[Dataset entries]

========

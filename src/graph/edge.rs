//! 边定义
//!
//! 无向边：一对顶点、唯一边名、可选整数权重。允许自环与平行边。

use crate::graph::label;
use crate::graph::vertex::VertexId;
use serde::{Deserialize, Serialize};
use std::fmt;

/// 边 ID（图内按插入顺序分配）
#[derive(Debug, Clone, Copy, PartialEq, Eq, PartialOrd, Ord, Hash, Serialize, Deserialize)]
pub struct EdgeId(pub usize);

impl EdgeId {
    pub fn new(id: usize) -> Self {
        Self(id)
    }

    pub fn index(&self) -> usize {
        self.0
    }
}

impl From<usize> for EdgeId {
    fn from(id: usize) -> Self {
        Self(id)
    }
}

impl fmt::Display for EdgeId {
    fn fmt(&self, f: &mut fmt::Formatter<'_>) -> fmt::Result {
        write!(f, "e{}", self.0)
    }
}

/// 边
#[derive(Debug, Clone, PartialEq, Eq, Serialize, Deserialize)]
pub struct Edge {
    /// 边 ID
    id: EdgeId,
    /// 边名
    name: String,
    /// 第一个端点（插入时的方向）
    a: VertexId,
    /// 第二个端点
    b: VertexId,
    /// 规范编码 `a-b`
    encoding: String,
    /// 权重
    weight: Option<i64>,
}

impl Edge {
    /// 创建新边
    pub fn new(
        id: EdgeId,
        name: impl Into<String>,
        (a, a_label): (VertexId, &str),
        (b, b_label): (VertexId, &str),
        weight: Option<i64>,
    ) -> Self {
        Self {
            id,
            name: name.into(),
            a,
            b,
            encoding: label::encode(a_label, b_label),
            weight,
        }
    }

    /// 获取边 ID
    pub fn id(&self) -> EdgeId {
        self.id
    }

    /// 获取边名
    pub fn name(&self) -> &str {
        &self.name
    }

    /// 获取两个端点
    pub fn endpoints(&self) -> (VertexId, VertexId) {
        (self.a, self.b)
    }

    /// 获取规范编码
    pub fn encoding(&self) -> &str {
        &self.encoding
    }

    /// 获取权重
    pub fn weight(&self) -> Option<i64> {
        self.weight
    }

    /// 是否为自环
    pub fn is_loop(&self) -> bool {
        self.a == self.b
    }

    /// 是否与顶点关联
    pub fn touches(&self, v: VertexId) -> bool {
        self.a == v || self.b == v
    }

    /// 从 `from` 出发经过这条边到达的另一端
    ///
    /// 自环返回自身；`from` 不是端点时返回 `None`。
    pub fn opposite(&self, from: VertexId) -> Option<VertexId> {
        if self.a == from {
            Some(self.b)
        } else if self.b == from {
            Some(self.a)
        } else {
            None
        }
    }

    /// 无序端点对（较小 ID 在前）
    pub fn unordered_pair(&self) -> (VertexId, VertexId) {
        if self.a <= self.b {
            (self.a, self.b)
        } else {
            (self.b, self.a)
        }
    }
}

========

WHAT THIS TASK INVOLVES
Restate every entry exactly. Leave nothing out.

SOLUTION FOR THIS TASK
filename src/graph/edge.rs
//! 边定义
//!
//! 无向边：一对顶点、唯一边名、可选整数权重。允许自环与平行边。

use crate::graph::label;
use crate::graph::vertex::VertexId;
use serde::{Deserialize, Serialize};
use std::fmt;

/// 边 ID（图内按插入顺序分配）
#[derive(Debug, Clone, Copy, PartialEq, Eq, PartialOrd, Ord, Hash, Serialize, Deserialize)]
pub struct EdgeId(pub usize);

impl EdgeId {
    pub fn new(id: usize) -> Self {
        Self(id)
    }

    pub fn index(&self) -> usize {
        self.0
    }
}

impl From<usize> for EdgeId {
    fn from(id: usize) -> Self {
        Self(id)
    }
}

impl fmt::Display for EdgeId {
    fn fmt(&self, f: &mut fmt::Formatter<'_>) -> fmt::Result {
        write!(f, "e{}", self.0)
    }
}

/// 边
#[derive(Debug, Clone, PartialEq, Eq, Serialize, Deserialize)]
pub struct Edge {
    /// 边 ID
    id: EdgeId,
    /// 边名
    name: String,
    /// 第一个端点（插入时的方向）
    a: VertexId,
    /// 第二个端点
    b: VertexId,
    /// 规范编码 `a-b`
    encoding: String,
    /// 权重
    weight: Option<i64>,
}

impl Edge {
    /// 创建新边
    pub fn new(
        id: EdgeId,
        name: impl Into<String>,
        (a, a_label): (VertexId, &str),
        (b, b_label): (VertexId, &str),
        weight: Option<i64>,
    ) -> Self {
        Self {
            id,
            name: name.into(),
            a,
            b,
            encoding: label::encode(a_label, b_label),
            weight,
        }
    }

    /// 获取边 ID
    pub fn id(&self) -> EdgeId {
        self.id
    }

    /// 获取边名
    pub fn name(&self) -> &str {
        &self.name
    }

    /// 获取两个端点
    pub fn endpoints(&self) -> (VertexId, VertexId) {
        (self.a, self.b)
    }

    /// 获取规范编码
    pub fn encoding(&self) -> &str {
        &self.encoding
    }

    /// 获取权重
    pub fn weight(&self) -> Option<i64> {
        self.weight
    }

    /// 是否为自环
    pub fn is_loop(&self) -> bool {
        self.a == self.b
    }

    /// 是否与顶点关联
    pub fn touches(&self, v: VertexId) -> bool {
        self.a == v || self.b == v
    }

    /// 从 `from` 出发经过这条边到达的另一端
    ///
    /// 自环返回自身；`from` 不是端点时返回 `None`。
    pub fn opposite(&self, from: VertexId) -> Option<VertexId> {
        if self.a == from {
            Some(self.b)
        } else if self.b == from {
            Some(self.a)
        } else {
            None
        }
    }

    /// 无序端点对（较小 ID 在前）
    pub fn unordered_pair(&self) -> (VertexId, VertexId) {
        if self.a <= self.b {
            (self.a, self.b)
        } else {
            (self.b, self.a)
        }
    }
}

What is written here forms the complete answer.